■ ASSIGNED TASK: Work through the listing below and state how many of its lines hold the word "VecDeque". Give no other output.

■ LISTED ENTRIES:

───

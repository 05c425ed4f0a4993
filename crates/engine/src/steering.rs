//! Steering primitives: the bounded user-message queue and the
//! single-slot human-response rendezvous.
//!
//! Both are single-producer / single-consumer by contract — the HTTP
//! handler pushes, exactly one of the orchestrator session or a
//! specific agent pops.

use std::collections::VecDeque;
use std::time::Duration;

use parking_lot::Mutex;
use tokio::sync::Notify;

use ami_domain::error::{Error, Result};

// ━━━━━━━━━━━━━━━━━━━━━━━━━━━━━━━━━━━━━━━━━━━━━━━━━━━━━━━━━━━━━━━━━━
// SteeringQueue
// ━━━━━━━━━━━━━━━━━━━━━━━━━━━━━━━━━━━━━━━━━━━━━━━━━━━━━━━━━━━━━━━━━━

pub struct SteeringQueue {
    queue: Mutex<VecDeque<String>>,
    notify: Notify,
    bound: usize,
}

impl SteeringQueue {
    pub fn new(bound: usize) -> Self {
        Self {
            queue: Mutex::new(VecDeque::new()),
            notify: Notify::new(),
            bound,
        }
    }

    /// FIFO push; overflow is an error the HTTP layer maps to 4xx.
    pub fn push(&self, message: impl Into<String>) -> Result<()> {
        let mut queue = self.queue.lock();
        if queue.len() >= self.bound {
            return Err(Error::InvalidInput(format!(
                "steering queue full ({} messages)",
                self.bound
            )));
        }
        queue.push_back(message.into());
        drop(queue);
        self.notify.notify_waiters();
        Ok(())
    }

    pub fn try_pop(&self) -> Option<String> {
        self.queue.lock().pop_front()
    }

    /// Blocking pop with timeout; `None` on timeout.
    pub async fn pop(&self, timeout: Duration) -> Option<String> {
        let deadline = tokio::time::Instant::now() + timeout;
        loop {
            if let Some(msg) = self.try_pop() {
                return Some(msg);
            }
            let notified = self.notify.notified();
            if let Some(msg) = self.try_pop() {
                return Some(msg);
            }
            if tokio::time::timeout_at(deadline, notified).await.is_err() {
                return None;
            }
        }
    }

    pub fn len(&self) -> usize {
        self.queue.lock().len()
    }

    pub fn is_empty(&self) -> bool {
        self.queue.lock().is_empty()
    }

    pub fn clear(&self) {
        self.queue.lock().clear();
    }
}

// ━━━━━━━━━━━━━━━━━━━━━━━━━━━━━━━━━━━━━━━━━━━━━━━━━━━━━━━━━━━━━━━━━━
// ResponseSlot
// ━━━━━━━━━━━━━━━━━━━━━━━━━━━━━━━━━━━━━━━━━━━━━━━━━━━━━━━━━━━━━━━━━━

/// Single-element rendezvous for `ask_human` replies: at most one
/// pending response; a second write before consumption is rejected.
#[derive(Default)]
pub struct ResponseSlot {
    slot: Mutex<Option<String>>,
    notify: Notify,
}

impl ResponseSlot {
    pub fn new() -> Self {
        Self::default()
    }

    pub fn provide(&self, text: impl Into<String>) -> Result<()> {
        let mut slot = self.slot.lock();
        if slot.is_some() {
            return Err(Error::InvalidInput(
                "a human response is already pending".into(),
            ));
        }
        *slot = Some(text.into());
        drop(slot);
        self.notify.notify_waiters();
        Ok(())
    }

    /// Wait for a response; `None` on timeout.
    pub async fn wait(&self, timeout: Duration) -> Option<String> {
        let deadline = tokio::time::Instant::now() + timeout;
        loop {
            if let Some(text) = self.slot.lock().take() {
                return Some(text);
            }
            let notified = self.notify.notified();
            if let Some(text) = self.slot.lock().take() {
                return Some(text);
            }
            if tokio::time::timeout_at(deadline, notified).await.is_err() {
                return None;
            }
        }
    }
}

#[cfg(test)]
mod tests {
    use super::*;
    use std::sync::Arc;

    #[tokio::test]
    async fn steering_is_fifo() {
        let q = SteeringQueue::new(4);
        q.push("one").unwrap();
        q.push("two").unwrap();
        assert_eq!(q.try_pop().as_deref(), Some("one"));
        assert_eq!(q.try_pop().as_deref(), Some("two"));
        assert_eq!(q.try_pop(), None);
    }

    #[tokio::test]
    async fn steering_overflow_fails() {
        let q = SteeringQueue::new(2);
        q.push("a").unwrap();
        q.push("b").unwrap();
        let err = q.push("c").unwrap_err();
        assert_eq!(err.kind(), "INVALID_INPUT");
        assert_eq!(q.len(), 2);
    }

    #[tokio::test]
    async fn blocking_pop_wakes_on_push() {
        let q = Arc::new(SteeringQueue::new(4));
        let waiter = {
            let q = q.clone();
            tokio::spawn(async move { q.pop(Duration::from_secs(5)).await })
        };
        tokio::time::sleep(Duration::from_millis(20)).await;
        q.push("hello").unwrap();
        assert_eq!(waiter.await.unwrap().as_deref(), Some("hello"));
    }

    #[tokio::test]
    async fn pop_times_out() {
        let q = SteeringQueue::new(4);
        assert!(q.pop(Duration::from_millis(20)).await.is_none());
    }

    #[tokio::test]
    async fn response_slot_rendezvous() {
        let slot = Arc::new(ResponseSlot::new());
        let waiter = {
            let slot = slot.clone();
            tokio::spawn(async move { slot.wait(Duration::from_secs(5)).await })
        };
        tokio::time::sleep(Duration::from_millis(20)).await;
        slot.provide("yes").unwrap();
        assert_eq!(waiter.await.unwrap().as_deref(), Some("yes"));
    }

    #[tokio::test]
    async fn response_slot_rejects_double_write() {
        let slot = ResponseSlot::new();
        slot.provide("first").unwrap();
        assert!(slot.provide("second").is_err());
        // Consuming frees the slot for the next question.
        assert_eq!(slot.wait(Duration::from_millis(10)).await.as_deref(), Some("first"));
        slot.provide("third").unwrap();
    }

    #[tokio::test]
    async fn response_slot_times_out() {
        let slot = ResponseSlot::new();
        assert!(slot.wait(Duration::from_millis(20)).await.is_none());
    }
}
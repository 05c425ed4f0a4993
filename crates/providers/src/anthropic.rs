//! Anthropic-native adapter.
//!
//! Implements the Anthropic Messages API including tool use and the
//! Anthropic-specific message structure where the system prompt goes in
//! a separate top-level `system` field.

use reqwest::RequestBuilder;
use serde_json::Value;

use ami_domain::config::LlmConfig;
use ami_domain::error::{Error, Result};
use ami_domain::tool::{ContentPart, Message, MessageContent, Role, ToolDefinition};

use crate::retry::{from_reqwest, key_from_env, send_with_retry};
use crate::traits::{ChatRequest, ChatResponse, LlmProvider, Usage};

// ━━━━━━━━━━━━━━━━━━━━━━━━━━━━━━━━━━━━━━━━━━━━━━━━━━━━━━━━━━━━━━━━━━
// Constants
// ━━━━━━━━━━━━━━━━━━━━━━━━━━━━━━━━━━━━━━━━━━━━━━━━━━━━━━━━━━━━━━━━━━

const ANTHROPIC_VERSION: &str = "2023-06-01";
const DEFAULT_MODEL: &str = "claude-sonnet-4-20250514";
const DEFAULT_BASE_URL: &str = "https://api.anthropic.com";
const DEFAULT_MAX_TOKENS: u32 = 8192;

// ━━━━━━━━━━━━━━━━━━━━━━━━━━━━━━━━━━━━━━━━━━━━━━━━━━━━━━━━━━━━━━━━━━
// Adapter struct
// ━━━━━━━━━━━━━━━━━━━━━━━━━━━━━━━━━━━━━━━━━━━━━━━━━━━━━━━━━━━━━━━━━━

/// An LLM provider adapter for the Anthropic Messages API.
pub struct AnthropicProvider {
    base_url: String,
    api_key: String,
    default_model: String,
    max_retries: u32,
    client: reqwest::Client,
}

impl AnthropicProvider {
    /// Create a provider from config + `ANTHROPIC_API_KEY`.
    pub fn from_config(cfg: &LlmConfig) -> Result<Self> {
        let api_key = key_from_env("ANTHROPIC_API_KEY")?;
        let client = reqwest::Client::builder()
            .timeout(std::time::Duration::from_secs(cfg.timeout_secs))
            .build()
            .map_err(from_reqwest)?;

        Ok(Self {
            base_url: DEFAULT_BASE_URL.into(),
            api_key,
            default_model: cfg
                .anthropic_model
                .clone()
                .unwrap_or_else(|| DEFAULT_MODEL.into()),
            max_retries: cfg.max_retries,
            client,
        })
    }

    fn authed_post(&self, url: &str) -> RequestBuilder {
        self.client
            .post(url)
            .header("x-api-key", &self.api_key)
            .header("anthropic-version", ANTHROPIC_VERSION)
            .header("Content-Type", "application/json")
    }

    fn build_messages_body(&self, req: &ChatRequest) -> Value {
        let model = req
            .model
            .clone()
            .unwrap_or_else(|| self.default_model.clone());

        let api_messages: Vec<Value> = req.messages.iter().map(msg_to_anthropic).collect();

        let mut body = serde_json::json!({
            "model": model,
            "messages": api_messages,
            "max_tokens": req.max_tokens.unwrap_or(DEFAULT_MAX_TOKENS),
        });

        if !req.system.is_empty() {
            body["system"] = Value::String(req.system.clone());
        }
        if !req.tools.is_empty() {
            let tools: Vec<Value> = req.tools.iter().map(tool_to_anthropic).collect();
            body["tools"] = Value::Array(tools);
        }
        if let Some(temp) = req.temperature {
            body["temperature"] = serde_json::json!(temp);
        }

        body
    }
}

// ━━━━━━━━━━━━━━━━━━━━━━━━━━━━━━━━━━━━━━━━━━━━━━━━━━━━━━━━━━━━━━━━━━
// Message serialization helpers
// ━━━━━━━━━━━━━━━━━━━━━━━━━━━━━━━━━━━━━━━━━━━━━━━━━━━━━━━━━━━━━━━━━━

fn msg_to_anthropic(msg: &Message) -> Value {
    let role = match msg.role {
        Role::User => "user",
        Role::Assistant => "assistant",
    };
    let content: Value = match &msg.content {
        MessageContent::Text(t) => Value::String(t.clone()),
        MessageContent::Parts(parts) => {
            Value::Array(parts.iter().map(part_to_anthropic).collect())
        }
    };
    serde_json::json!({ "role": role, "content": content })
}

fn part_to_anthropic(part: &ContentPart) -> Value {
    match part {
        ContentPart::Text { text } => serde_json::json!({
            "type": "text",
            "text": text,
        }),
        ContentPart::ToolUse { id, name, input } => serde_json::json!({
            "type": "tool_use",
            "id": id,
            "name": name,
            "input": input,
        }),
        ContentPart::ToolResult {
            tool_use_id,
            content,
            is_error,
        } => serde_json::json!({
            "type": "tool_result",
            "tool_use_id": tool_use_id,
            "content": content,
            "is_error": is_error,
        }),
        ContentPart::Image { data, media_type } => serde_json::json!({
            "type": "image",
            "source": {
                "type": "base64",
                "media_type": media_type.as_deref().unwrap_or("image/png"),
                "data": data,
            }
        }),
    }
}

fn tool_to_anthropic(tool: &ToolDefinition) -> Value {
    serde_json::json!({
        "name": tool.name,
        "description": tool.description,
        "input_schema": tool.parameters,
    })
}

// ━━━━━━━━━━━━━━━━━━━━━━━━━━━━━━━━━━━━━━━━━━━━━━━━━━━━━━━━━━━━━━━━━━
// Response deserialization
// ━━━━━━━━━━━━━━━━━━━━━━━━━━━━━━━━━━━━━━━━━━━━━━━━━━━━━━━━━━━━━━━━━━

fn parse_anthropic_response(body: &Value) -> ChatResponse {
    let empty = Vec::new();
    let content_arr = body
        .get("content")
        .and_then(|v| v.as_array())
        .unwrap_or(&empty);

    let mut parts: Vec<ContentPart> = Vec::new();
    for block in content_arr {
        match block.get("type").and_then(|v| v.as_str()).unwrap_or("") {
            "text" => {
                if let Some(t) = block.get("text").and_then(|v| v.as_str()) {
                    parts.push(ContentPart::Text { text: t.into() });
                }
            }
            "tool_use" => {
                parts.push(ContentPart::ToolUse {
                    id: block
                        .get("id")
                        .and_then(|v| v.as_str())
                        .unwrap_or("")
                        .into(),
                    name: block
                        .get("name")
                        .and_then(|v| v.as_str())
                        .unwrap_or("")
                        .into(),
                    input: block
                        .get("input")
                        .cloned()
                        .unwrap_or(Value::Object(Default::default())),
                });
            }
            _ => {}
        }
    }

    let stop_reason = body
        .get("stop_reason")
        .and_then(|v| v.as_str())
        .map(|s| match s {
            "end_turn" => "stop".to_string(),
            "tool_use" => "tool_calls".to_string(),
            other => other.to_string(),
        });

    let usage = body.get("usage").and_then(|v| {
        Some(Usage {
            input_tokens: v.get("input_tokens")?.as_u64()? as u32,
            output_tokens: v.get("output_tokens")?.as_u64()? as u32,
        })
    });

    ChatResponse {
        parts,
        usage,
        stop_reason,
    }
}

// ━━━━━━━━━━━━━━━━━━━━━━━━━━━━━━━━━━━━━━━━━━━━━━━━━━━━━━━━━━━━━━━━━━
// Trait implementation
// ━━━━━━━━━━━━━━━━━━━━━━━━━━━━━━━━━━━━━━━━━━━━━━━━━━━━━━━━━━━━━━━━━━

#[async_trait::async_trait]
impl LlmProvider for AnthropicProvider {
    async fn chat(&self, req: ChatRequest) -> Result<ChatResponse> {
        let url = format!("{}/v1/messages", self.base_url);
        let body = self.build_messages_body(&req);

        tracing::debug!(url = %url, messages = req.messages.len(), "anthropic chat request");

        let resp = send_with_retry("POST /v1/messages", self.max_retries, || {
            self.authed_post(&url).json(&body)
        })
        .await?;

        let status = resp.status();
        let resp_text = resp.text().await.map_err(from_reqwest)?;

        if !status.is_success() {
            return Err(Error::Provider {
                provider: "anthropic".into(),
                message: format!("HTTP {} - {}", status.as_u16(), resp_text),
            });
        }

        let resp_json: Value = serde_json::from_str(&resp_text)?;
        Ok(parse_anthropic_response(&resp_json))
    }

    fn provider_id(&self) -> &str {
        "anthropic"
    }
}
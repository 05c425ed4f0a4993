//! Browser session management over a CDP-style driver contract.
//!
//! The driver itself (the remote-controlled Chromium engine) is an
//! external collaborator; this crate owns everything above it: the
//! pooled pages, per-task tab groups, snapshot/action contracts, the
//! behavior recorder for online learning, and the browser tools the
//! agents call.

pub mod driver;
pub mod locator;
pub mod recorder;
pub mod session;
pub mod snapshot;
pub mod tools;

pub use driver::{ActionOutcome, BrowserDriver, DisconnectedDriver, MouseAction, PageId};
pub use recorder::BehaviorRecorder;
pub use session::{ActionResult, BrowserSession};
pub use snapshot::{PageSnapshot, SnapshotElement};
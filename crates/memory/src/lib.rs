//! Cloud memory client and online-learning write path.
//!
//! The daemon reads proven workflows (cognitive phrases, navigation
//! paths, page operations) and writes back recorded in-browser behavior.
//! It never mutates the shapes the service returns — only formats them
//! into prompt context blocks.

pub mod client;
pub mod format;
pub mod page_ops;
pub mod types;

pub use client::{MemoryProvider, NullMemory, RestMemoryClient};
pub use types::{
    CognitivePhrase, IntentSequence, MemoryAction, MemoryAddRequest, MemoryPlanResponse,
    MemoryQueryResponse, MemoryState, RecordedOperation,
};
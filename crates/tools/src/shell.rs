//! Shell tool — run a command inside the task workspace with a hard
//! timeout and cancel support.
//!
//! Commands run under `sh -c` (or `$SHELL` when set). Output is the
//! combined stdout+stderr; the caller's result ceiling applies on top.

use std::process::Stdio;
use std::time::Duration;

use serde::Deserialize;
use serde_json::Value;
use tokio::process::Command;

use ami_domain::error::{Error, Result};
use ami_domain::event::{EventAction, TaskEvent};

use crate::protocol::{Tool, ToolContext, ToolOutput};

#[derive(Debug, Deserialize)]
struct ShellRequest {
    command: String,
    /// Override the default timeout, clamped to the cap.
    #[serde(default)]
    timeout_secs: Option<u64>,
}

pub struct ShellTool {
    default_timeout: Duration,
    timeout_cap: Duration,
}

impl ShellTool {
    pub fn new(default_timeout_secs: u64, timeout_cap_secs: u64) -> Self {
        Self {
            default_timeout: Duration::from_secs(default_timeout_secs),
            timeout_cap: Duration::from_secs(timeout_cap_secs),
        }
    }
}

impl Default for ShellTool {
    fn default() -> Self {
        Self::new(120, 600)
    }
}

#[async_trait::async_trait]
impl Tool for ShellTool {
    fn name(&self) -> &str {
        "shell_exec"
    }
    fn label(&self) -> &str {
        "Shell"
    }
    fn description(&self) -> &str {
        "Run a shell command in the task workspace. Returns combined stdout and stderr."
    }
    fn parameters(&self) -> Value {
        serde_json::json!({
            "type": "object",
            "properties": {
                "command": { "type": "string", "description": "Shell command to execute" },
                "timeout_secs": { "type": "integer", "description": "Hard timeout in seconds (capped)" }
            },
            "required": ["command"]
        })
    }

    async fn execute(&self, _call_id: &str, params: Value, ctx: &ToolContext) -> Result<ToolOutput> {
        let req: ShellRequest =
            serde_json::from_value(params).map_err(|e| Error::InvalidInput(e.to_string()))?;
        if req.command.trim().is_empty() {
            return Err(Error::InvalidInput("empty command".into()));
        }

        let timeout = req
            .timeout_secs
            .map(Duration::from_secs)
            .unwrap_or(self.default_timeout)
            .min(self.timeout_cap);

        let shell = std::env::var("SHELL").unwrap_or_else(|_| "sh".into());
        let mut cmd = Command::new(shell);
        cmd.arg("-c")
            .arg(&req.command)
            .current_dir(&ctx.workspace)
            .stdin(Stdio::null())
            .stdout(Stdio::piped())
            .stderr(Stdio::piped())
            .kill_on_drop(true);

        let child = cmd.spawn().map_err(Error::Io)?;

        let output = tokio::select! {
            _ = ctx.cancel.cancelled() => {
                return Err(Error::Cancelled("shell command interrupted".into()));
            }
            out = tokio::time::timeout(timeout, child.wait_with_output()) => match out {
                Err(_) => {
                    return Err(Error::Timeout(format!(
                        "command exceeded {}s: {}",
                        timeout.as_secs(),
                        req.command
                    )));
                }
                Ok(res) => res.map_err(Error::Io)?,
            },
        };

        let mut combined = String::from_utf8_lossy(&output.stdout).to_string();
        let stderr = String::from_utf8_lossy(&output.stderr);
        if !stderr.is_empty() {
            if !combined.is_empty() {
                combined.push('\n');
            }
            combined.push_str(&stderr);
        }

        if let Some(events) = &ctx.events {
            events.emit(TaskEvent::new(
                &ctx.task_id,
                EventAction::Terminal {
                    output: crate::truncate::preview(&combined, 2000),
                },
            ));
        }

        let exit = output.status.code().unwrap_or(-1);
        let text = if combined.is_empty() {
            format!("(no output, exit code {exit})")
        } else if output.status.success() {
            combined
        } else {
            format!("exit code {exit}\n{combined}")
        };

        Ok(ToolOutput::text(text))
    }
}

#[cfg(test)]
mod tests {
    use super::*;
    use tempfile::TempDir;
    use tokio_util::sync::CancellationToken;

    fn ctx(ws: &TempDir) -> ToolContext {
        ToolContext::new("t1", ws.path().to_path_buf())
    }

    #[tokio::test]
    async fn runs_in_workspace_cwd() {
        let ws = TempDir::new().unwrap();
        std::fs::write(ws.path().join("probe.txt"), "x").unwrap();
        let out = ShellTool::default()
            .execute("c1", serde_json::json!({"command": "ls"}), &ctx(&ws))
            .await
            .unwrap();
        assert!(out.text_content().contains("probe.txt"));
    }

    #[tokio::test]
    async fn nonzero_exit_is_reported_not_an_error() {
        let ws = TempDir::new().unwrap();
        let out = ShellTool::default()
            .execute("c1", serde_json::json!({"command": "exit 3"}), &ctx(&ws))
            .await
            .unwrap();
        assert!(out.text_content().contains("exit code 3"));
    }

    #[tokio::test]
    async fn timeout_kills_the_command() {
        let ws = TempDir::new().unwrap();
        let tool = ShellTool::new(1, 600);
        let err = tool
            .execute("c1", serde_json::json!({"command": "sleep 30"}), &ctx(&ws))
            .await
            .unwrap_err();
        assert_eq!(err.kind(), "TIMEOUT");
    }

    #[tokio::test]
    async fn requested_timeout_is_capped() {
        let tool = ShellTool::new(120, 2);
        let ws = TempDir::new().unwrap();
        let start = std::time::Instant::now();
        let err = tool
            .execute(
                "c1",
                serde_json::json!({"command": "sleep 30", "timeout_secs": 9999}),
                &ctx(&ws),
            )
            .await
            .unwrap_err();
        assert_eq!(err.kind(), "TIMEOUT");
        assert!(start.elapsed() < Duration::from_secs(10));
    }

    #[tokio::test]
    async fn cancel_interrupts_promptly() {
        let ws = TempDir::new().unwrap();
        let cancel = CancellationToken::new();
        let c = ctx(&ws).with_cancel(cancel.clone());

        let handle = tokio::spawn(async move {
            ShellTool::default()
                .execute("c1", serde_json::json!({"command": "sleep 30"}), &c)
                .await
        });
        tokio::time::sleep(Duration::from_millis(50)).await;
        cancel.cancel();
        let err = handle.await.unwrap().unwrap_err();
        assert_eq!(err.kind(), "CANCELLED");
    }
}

───

■ RESULT FOR THIS TASK: 3